Background information
- Origin: Southend-on-Sea, Essex, England
- Genres: Gothic rock; post-punk revival; shoegaze; garage rock;
- Years active: 2005–present
- Labels: Stolen Transmission; Loog; Wolf Tone; XL;
- Spinoffs: Cat's Eyes
- Members: Faris Badwan; Rhys Webb; Amelia Kidd; Jordan Cook; John Victor;
- Past members: Tom Furse; Joseph Spurgeon; Joshua Hayward;
- Website: thehorrors.co.uk

= The Horrors =

English rock band

The Horrors are an English rock band formed in Southend-on-Sea in 2005 by lead vocalist Faris Badwan, guitarist Joshua Hayward, keyboardist and synthesizer player Tom Furse, bassist Rhys Webb, and drummer Joe Spurgeon. Their music has been classified as garage rock, garage punk, gothic rock, shoegaze and post-punk revival.

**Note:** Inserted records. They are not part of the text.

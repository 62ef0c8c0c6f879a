//! Document ingestion
//!
//! Upload flow: check the extension, save the file, run the extraction
//! worker, then add the extracted text to the store with filename, word count
//! and upload time as metadata.

use std::path::{Path, PathBuf};
use std::sync::Arc;

use chrono::{DateTime, SecondsFormat, Utc};
use serde::{Deserialize, Serialize};
use serde_json::json;
use tracing::info;

use crate::errors::{RagError, Result};
use crate::store::{Document, Metadata, VectorStore};
use crate::worker::{WorkerRequest, WorkerRunner};

/// File extensions the extraction worker understands
pub const SUPPORTED_EXTENSIONS: &[&str] = &["pdf", "docx", "md", "txt"];

/// Reply of the extraction worker
#[derive(Debug, Clone, Deserialize)]
pub struct Extraction {
    #[serde(default)]
    pub filename: String,
    #[serde(default)]
    pub text: String,
    #[serde(default)]
    pub word_count: u64,
    #[serde(default)]
    pub success: bool,
    #[serde(default)]
    pub error: Option<String>,
}

/// Summary of a stored upload
#[derive(Debug, Clone, Serialize, Deserialize)]
pub struct IngestedDocument {
    pub id: String,
    pub filename: String,
    pub word_count: u64,
}

/// Lower-cased extension of `filename` if it is supported
pub fn check_extension(filename: &str) -> Result<String> {
    let ext = Path::new(filename)
        .extension()
        .and_then(|e| e.to_str())
        .map(|e| e.to_ascii_lowercase())
        .unwrap_or_default();

    if SUPPORTED_EXTENSIONS.contains(&ext.as_str()) {
        Ok(ext)
    } else {
        Err(RagError::InvalidRequest(
            "Only PDF, DOCX, MD, and TXT files are supported".to_string(),
        ))
    }
}

/// `doc_<filename with dots as underscores>_<unix seconds>`
pub fn document_id(filename: &str, uploaded_at: DateTime<Utc>) -> String {
    format!("doc_{}_{}", filename.replace('.', "_"), uploaded_at.timestamp())
}

/// Strip any directory components a client may have sent
fn base_name(filename: &str) -> Option<String> {
    Path::new(filename)
        .file_name()
        .and_then(|n| n.to_str())
        .filter(|n| !n.is_empty())
        .map(str::to_string)
}

/// Turns uploaded files into stored documents
pub struct Ingestor {
    runner: WorkerRunner,
    extract_script: String,
    uploads_dir: PathBuf,
    store: Arc<dyn VectorStore>,
}

impl Ingestor {
    pub fn new(
        runner: WorkerRunner,
        extract_script: impl Into<String>,
        uploads_dir: impl Into<PathBuf>,
        store: Arc<dyn VectorStore>,
    ) -> Self {
        Self {
            runner,
            extract_script: extract_script.into(),
            uploads_dir: uploads_dir.into(),
            store,
        }
    }

    /// Run the extraction worker on a saved file
    pub async fn extract(&self, path: &Path) -> Result<Extraction> {
        let request =
            WorkerRequest::new(&self.extract_script).arg(path.to_string_lossy().into_owned());
        let extraction: Extraction = self.runner.run_json(&request).await?;

        if !extraction.success {
            return Err(RagError::Extraction(
                extraction
                    .error
                    .unwrap_or_else(|| "extraction worker reported failure".to_string()),
            ));
        }
        Ok(extraction)
    }

    /// Save, extract and store one uploaded file
    pub async fn ingest(&self, filename: &str, contents: &[u8]) -> Result<IngestedDocument> {
        let filename = base_name(filename)
            .ok_or_else(|| RagError::InvalidRequest("No file provided".to_string()))?;
        check_extension(&filename)?;

        tokio::fs::create_dir_all(&self.uploads_dir).await?;
        let saved = self.uploads_dir.join(&filename);
        tokio::fs::write(&saved, contents).await?;
        info!(path = %saved.display(), bytes = contents.len(), "processing upload");

        let extraction = self.extract(&saved).await?;

        let uploaded_at = Utc::now();
        let id = document_id(&filename, uploaded_at);

        let mut metadata = Metadata::new();
        metadata.insert("filename".to_string(), json!(filename));
        metadata.insert("word_count".to_string(), json!(extraction.word_count));
        metadata.insert(
            "uploaded_at".to_string(),
            json!(uploaded_at.to_rfc3339_opts(SecondsFormat::Secs, true)),
        );

        self.store
            .add_document(&Document::new(id.clone(), extraction.text, metadata))
            .await?;

        info!(%id, word_count = extraction.word_count, "document stored");
        Ok(IngestedDocument {
            id,
            filename,
            word_count: extraction.word_count,
        })
    }
}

The band's current lineup consists of Badwan, Webb, Amelia Kidd (of The Ninth Wave) on keyboards and backing vocals, Jordan Cook (of Telegram) on drums and John Victor (Gengahr) on guitar. The band have released six studio albums, the first five of which have charted within the UK Top 40: Strange House (2007), Primary Colours (2009), Skying (2011), Luminous (2014), V (2017), and Night Life (2025).

==History==

===Origins (2005–2006)===
In the early 2000s, the Horrors coalesced around shared interests in obscure vinyl and DJing. During trips to London and on the Southend circuit, Webb met Badwan (formerly of the Rotters) and Furse through their mutual interest in 1960s garage rock as well as post-punk bands such as the Birthday Party and Bauhaus. Other influences on the group have included Screaming Lord Sutch, the Sonics, the Monks, My Bloody Valentine, the Cure and OMD.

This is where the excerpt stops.